[Opening RECORDS SHOWN section]

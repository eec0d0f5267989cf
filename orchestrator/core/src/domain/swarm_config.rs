// Copyright (c) 2026 100monkeys.ai
// SPDX-License-Identifier: AGPL-3.0

// Swarm Configuration
//
// Defines the runtime configuration of one swarm:
// - Identity and on-disk locations (project root, state directory)
// - Dispatch limits (concurrency, cascade depth, cooldown)
// - Turn limits (history window, kernel turns, deadline)
// - Node types that must resolve to a bundle before the scheduler starts
// - Logging settings

use serde::{Deserialize, Serialize};
use std::path::{Path, PathBuf};
use std::time::Duration;

use crate::domain::events::SwarmId;

#[derive(Debug, Clone, Serialize, Deserialize)]
pub struct SwarmConfig {
    #[serde(default = "default_swarm_id")]
    pub swarm_id: SwarmId,

    /// Root of the source tree agents are bound to.
    #[serde(default = "default_project_root")]
    pub project_root: PathBuf,

    /// Directory holding the event log, stores and agent state logs.
    #[serde(default = "default_state_dir")]
    pub state_dir: PathBuf,

    /// Maximum number of turns executing at once
    #[serde(default = "default_max_concurrency")]
    pub max_concurrency: usize,

    /// Triggers deeper than this are dropped
    #[serde(default = "default_max_trigger_depth")]
    pub max_trigger_depth: u32,

    /// Minimum time between two dispatches of the same agent
    #[serde(default = "default_trigger_cooldown_ms")]
    pub trigger_cooldown_ms: u64,

    #[serde(default = "default_chat_history_limit")]
    pub chat_history_limit: usize,

    /// Previous turns replayed into the kernel input
    #[serde(default = "default_context_history_turns")]
    pub context_history_turns: usize,

    #[serde(default = "default_max_kernel_turns")]
    pub max_kernel_turns: u32,

    #[serde(default = "default_turn_timeout_secs")]
    pub turn_timeout_secs: u64,

    /// Time in-flight turns get to finish after stop() before being cancelled
    #[serde(default = "default_shutdown_grace_secs")]
    pub shutdown_grace_secs: u64,

    #[serde(default = "default_event_broadcast_capacity")]
    pub event_broadcast_capacity: usize,

    /// Node types that must resolve to a bundle at startup
    #[serde(default)]
    pub node_types: Vec<String>,

    #[serde(default = "default_log_level")]
    pub log_level: String,

    /// "compact" or "json"
    #[serde(default = "default_log_format")]
    pub log_format: String,
}

impl Default for SwarmConfig {
    fn default() -> Self {
        Self {
            swarm_id: default_swarm_id(),
            project_root: default_project_root(),
            state_dir: default_state_dir(),
            max_concurrency: default_max_concurrency(),
            max_trigger_depth: default_max_trigger_depth(),
            trigger_cooldown_ms: default_trigger_cooldown_ms(),
            chat_history_limit: default_chat_history_limit(),
            context_history_turns: default_context_history_turns(),
            max_kernel_turns: default_max_kernel_turns(),
            turn_timeout_secs: default_turn_timeout_secs(),
            shutdown_grace_secs: default_shutdown_grace_secs(),
            event_broadcast_capacity: default_event_broadcast_capacity(),
            node_types: Vec::new(),
            log_level: default_log_level(),
            log_format: default_log_format(),
        }
    }
}

impl SwarmConfig {
    /// Load configuration from YAML file
    pub fn from_yaml_file(path: impl AsRef<Path>) -> anyhow::Result<Self> {
        let content = std::fs::read_to_string(path)?;
        Self::from_yaml_str(&content)
    }

    pub fn to_yaml_file(&self, path: impl AsRef<Path>) -> anyhow::Result<()> {
        let yaml = serde_yaml::to_string(self)?;
        std::fs::write(path, yaml)?;
        Ok(())
    }

    pub fn from_yaml_str(yaml: &str) -> anyhow::Result<Self> {
        let config: SwarmConfig = serde_yaml::from_str(yaml)?;
        config.validate()?;
        Ok(config)
    }

    /// Discover configuration file using standard precedence:
    /// 1. TREESWARM_CONFIG_PATH environment variable
    /// 2. ./treeswarm.yaml (working directory)
    /// 3. ~/.treeswarm/config.yaml (user home)
    pub fn discover_config() -> Option<PathBuf> {
        if let Ok(path) = std::env::var("TREESWARM_CONFIG_PATH") {
            let path = PathBuf::from(path);
            if path.exists() {
                return Some(path);
            }
        }

        let cwd = PathBuf::from("./treeswarm.yaml");
        if cwd.exists() {
            return Some(cwd);
        }

        if let Some(home) = dirs::home_dir() {
            let user_config = home.join(".treeswarm").join("config.yaml");
            if user_config.exists() {
                return Some(user_config);
            }
        }

        None
    }

    /// Load configuration with discovery, fallback to default
    pub fn load_or_default(cli_path: Option<PathBuf>) -> anyhow::Result<Self> {
        let mut config = if let Some(path) = cli_path {
            tracing::info!("Loading configuration from explicit path: {:?}", path);
            Self::from_yaml_file(&path)
                .map_err(|e| anyhow::anyhow!("Failed to load config at {:?}: {}", path, e))?
        } else if let Some(config_path) = Self::discover_config() {
            tracing::info!("Loading configuration from discovered path: {:?}", config_path);
            Self::from_yaml_file(config_path)?
        } else {
            tracing::warn!("No configuration file found in standard locations. Using defaults.");
            Self::default()
        };

        config.apply_env_overrides();
        config.validate()?;
        Ok(config)
    }

    /// Apply environment variable overrides to configuration
    pub fn apply_env_overrides(&mut self) {
        self.apply_overrides_from(|key| std::env::var(key).ok());
    }

    fn apply_overrides_from(&mut self, lookup: impl Fn(&str) -> Option<String>) {
        if let Some(val) = lookup("TREESWARM_MAX_CONCURRENCY") {
            override_parsed("TREESWARM_MAX_CONCURRENCY", &val, &mut self.max_concurrency);
        }
        if let Some(val) = lookup("TREESWARM_MAX_TRIGGER_DEPTH") {
            override_parsed("TREESWARM_MAX_TRIGGER_DEPTH", &val, &mut self.max_trigger_depth);
        }
        if let Some(val) = lookup("TREESWARM_TRIGGER_COOLDOWN_MS") {
            override_parsed("TREESWARM_TRIGGER_COOLDOWN_MS", &val, &mut self.trigger_cooldown_ms);
        }
        if let Some(val) = lookup("TREESWARM_STATE_DIR") {
            tracing::info!("Environment override: TREESWARM_STATE_DIR={}", val);
            self.state_dir = PathBuf::from(val);
        }
        if let Some(val) = lookup("TREESWARM_LOG_LEVEL") {
            tracing::info!("Environment override: TREESWARM_LOG_LEVEL={}", val);
            self.log_level = val;
        }
    }

    /// Validate configuration
    pub fn validate(&self) -> anyhow::Result<()> {
        if self.swarm_id.as_str().is_empty() {
            anyhow::bail!("swarm_id cannot be empty");
        }

        if self.max_concurrency == 0 {
            anyhow::bail!("max_concurrency must be at least 1");
        }

        if self.chat_history_limit == 0 {
            anyhow::bail!("chat_history_limit must be at least 1");
        }

        if self.context_history_turns > self.chat_history_limit {
            anyhow::bail!(
                "context_history_turns ({}) cannot exceed chat_history_limit ({})",
                self.context_history_turns,
                self.chat_history_limit
            );
        }

        if self.max_kernel_turns == 0 {
            anyhow::bail!("max_kernel_turns must be at least 1");
        }

        if self.turn_timeout_secs == 0 {
            anyhow::bail!("turn_timeout_secs must be at least 1");
        }

        if self.event_broadcast_capacity == 0 {
            anyhow::bail!("event_broadcast_capacity must be at least 1");
        }

        if !matches!(self.log_format.as_str(), "compact" | "json") {
            anyhow::bail!("Invalid log_format: '{}'. Must be 'compact' or 'json'", self.log_format);
        }

        if let Some(blank) = self.node_types.iter().find(|t| t.trim().is_empty()) {
            anyhow::bail!("node_types cannot contain blank entries: {:?}", blank);
        }

        Ok(())
    }

    pub fn trigger_cooldown(&self) -> Duration {
        Duration::from_millis(self.trigger_cooldown_ms)
    }

    pub fn turn_timeout(&self) -> Duration {
        Duration::from_secs(self.turn_timeout_secs)
    }

    pub fn shutdown_grace(&self) -> Duration {
        Duration::from_secs(self.shutdown_grace_secs)
    }
}

fn override_parsed<T: std::str::FromStr + std::fmt::Display>(key: &str, val: &str, target: &mut T) {
    match val.trim().parse::<T>() {
        Ok(parsed) => {
            tracing::info!("Environment override: {}={}", key, parsed);
            *target = parsed;
        }
        Err(_) => {
            tracing::warn!("Invalid value for {}: '{}'. Ignoring.", key, val);
        }
    }
}

// Default value functions
fn default_swarm_id() -> SwarmId {
    SwarmId::new("default")
}

fn default_project_root() -> PathBuf {
    PathBuf::from(".")
}

fn default_state_dir() -> PathBuf {
    PathBuf::from(".treeswarm")
}

fn default_max_concurrency() -> usize {
    4
}

fn default_max_trigger_depth() -> u32 {
    5
}

fn default_trigger_cooldown_ms() -> u64 {
    1000
}

fn default_chat_history_limit() -> usize {
    50
}

fn default_context_history_turns() -> usize {
    5
}

fn default_max_kernel_turns() -> u32 {
    10
}

fn default_turn_timeout_secs() -> u64 {
    300
}

fn default_shutdown_grace_secs() -> u64 {
    10
}

fn default_event_broadcast_capacity() -> usize {
    1024
}

fn default_log_level() -> String {
    "info".to_string()
}

fn default_log_format() -> String {
    "compact".to_string()
}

[Closing RECORDS SHOWN section]

TASK INSTRUCTIONS =
To answer, copy each line from the material above that has the word "trim".

PROBLEM SOLUTION =
        if let Some(blank) = self.node_types.iter().find(|t| t.trim().is_empty()) {
    match val.trim().parse::<T>() {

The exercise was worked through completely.